Mindful Engagement 2020: Bringing Our Practice into the World

For all my adult life I’ve been interested and engaged in politics—as an essential arena for determining how we can live together, share resources, and minimize conflict. I came of age supporting the movement for civil rights in the U.S and opposing the war in Vietnam and participated in the U.K. and here in support of the anti-apartheid struggle in South Africa.

For most of the 1980s and 1990s, I was a full-time political organizer and advocate supporting poor people in Central America, who were struggling for human rights and dignity. As part of this effort, I helped organize demonstrations, civil disobedience campaigns, and legislative pressure to change U.S. policies in Latin America, which were funding economic elites and propping up military dictatorships.

I wasn’t looking for Buddhism but it found me at the end of the 1980s and gradually transformed the way I looked at and engaged in politics. While continuing to believe in the work we were doing, I came to see how much suffering I experienced when holding on to an “us” and “them” view of the world; how much I and my colleagues were tied to outcomes (e.g., winning elections, passing legislation) and how painful it was when things didn’t work out our way; and how much that dualistic thinking helped perpetuate the cycle of conflict and suffering.

I’ve continued to care deeply about politics and remain engaged in working for social justice and human rights.
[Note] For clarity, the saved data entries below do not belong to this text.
use std::sync::Arc;

use crate::catalog::Catalog;
use crate::models::{Outcome, ReactionRule};

use super::ReagentSet;

/// Matches staged reagent sets against the catalog's rule table.
///
/// Resolution is a pure function of the id set and the (immutable) rule table,
/// so a single resolver is shared by every session.
#[derive(Debug, Clone)]
pub struct Resolver {
    catalog: Arc<Catalog>,
}

impl Resolver {
    pub fn new(catalog: Arc<Catalog>) -> Self {
        Self { catalog }
    }

    pub fn catalog(&self) -> &Catalog {
        &self.catalog
    }

    /// The rule whose reagent set equals `set` exactly, if any.
    pub fn find_rule(&self, set: &ReagentSet) -> Option<&ReactionRule> {
        self.catalog.rule_for(set)
    }

    /// Resolve an id set that is already canonical.
    pub fn resolve_set(&self, set: &ReagentSet) -> Outcome {
        if set.is_empty() {
            return Outcome::NothingToMix;
        }
        match self.find_rule(set) {
            Some(rule) => Outcome::from_rule(rule),
            None => Outcome::NoReaction,
        }
    }

    /// Resolve any collection of ids. Order and duplicates are irrelevant.
    pub fn resolve<I, S>(&self, ids: I) -> Outcome
    where
        I: IntoIterator<Item = S>,
        S: Into<String>,
    {
        self.resolve_set(&ids.into_iter().collect())
    }
}
//! TTL cache of query results
//!
//! Entries expire after a fixed time-to-live and are never invalidated on
//! write. Results are shared through `Arc` so a hit costs one clone of a
//! pointer.

use moka::sync::Cache;
use serde::{Deserialize, Serialize};
use std::sync::atomic::{AtomicU64, Ordering};
use std::sync::Arc;
use std::time::Duration;

use crate::domain::metrics::SeriesPoint;
use crate::query::request::QueryKey;

#[derive(Debug, Clone, PartialEq, Eq, Serialize, Deserialize)]
pub struct QueryCacheConfig {
    pub ttl: Duration,
    pub max_capacity: u64,
}

impl Default for QueryCacheConfig {
    fn default() -> Self {
        Self {
            ttl: Duration::from_secs(300),
            max_capacity: 10_000,
        }
    }
}

#[derive(Debug, Clone, Copy, PartialEq, Eq, Default, Serialize, Deserialize)]
pub struct CacheStats {
    pub hits: u64,
    pub misses: u64,
    pub entries: u64,
}

pub struct QueryCache {
    cache: Cache<QueryKey, Arc<Vec<SeriesPoint>>>,
    hits: AtomicU64,
    misses: AtomicU64,
}

impl QueryCache {
    pub fn new(config: &QueryCacheConfig) -> Self {
        let cache = Cache::builder()
            .max_capacity(config.max_capacity)
            .time_to_live(config.ttl)
            .build();
        Self {
            cache,
            hits: AtomicU64::new(0),
            misses: AtomicU64::new(0),
        }
    }

    pub fn get(&self, key: &QueryKey) -> Option<Arc<Vec<SeriesPoint>>> {
        let found = self.cache.get(key);
        let counter = if found.is_some() {
            &self.hits
        } else {
            &self.misses
        };
        counter.fetch_add(1, Ordering::Relaxed);
        found
    }

    pub fn insert(&self, key: QueryKey, points: Arc<Vec<SeriesPoint>>) {
        self.cache.insert(key, points);
    }

    pub fn invalidate_all(&self) {
        self.cache.invalidate_all();
    }

    pub fn stats(&self) -> CacheStats {
        CacheStats {
            hits: self.hits.load(Ordering::Relaxed),
            misses: self.misses.load(Ordering::Relaxed),
            entries: self.cache.entry_count(),
        }
    }
}

impl Default for QueryCache {
    fn default() -> Self {
        Self::new(&QueryCacheConfig::default())
    }
}

impl std::fmt::Debug for QueryCache {
    fn fmt(&self, f: &mut std::fmt::Formatter<'_>) -> std::fmt::Result {
        f.debug_struct("QueryCache")
            .field("stats", &self.stats())
            .finish_non_exhaustive()
    }
}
What has changed is that I see more and more how essential it is that any efforts to effect social, economic and political change be accompanied by change in our own hearts. And, at the same time, spiritual practice cannot be just about inner change, but must also address the social expressions of suffering—racism, poverty, war, environmental destruction, etc.

I remember in the late 1990s hearing the great Cambodian Buddhist monk Maha Ghosananda speaking on the steps of the U.S. Capitol in support of the campaign to ban land mines worldwide, and saying, “If we are to get rid of the land mines in the ground, we must get rid of the land mines in our own hearts.”

This bringing together of the “inner” and the “outer” offers great potential for healing the suffering of the world—addressing the challenges facing our country and our world in ways that do not perpetuate the cycle of conflict and division.

 

It is in this spirit of ‘peace in our hearts, peace in the world’, that we in IMCW are fostering a mindful engagement community, following in the vision of Engaged Buddhism of Thich Nhat Hanh, HH the Dalai Lama, and the heart-based activism of Dr. Martin Luther King Jr., Greta Thunberg, and many others. 

In Mindful Engagement 2020: Bringing Our Practice into the World, we’ll be deepening the practices of mindfulness, compassion, loving-kindness and other skills to help us meet with kindness all that comes up in these challenging times and engage wisely and kindly to build a more just, peaceful and sustainable society and world. And in coming together in community, we will provide support for each other that can help break down the illusion of separation that is at the core of our suffering.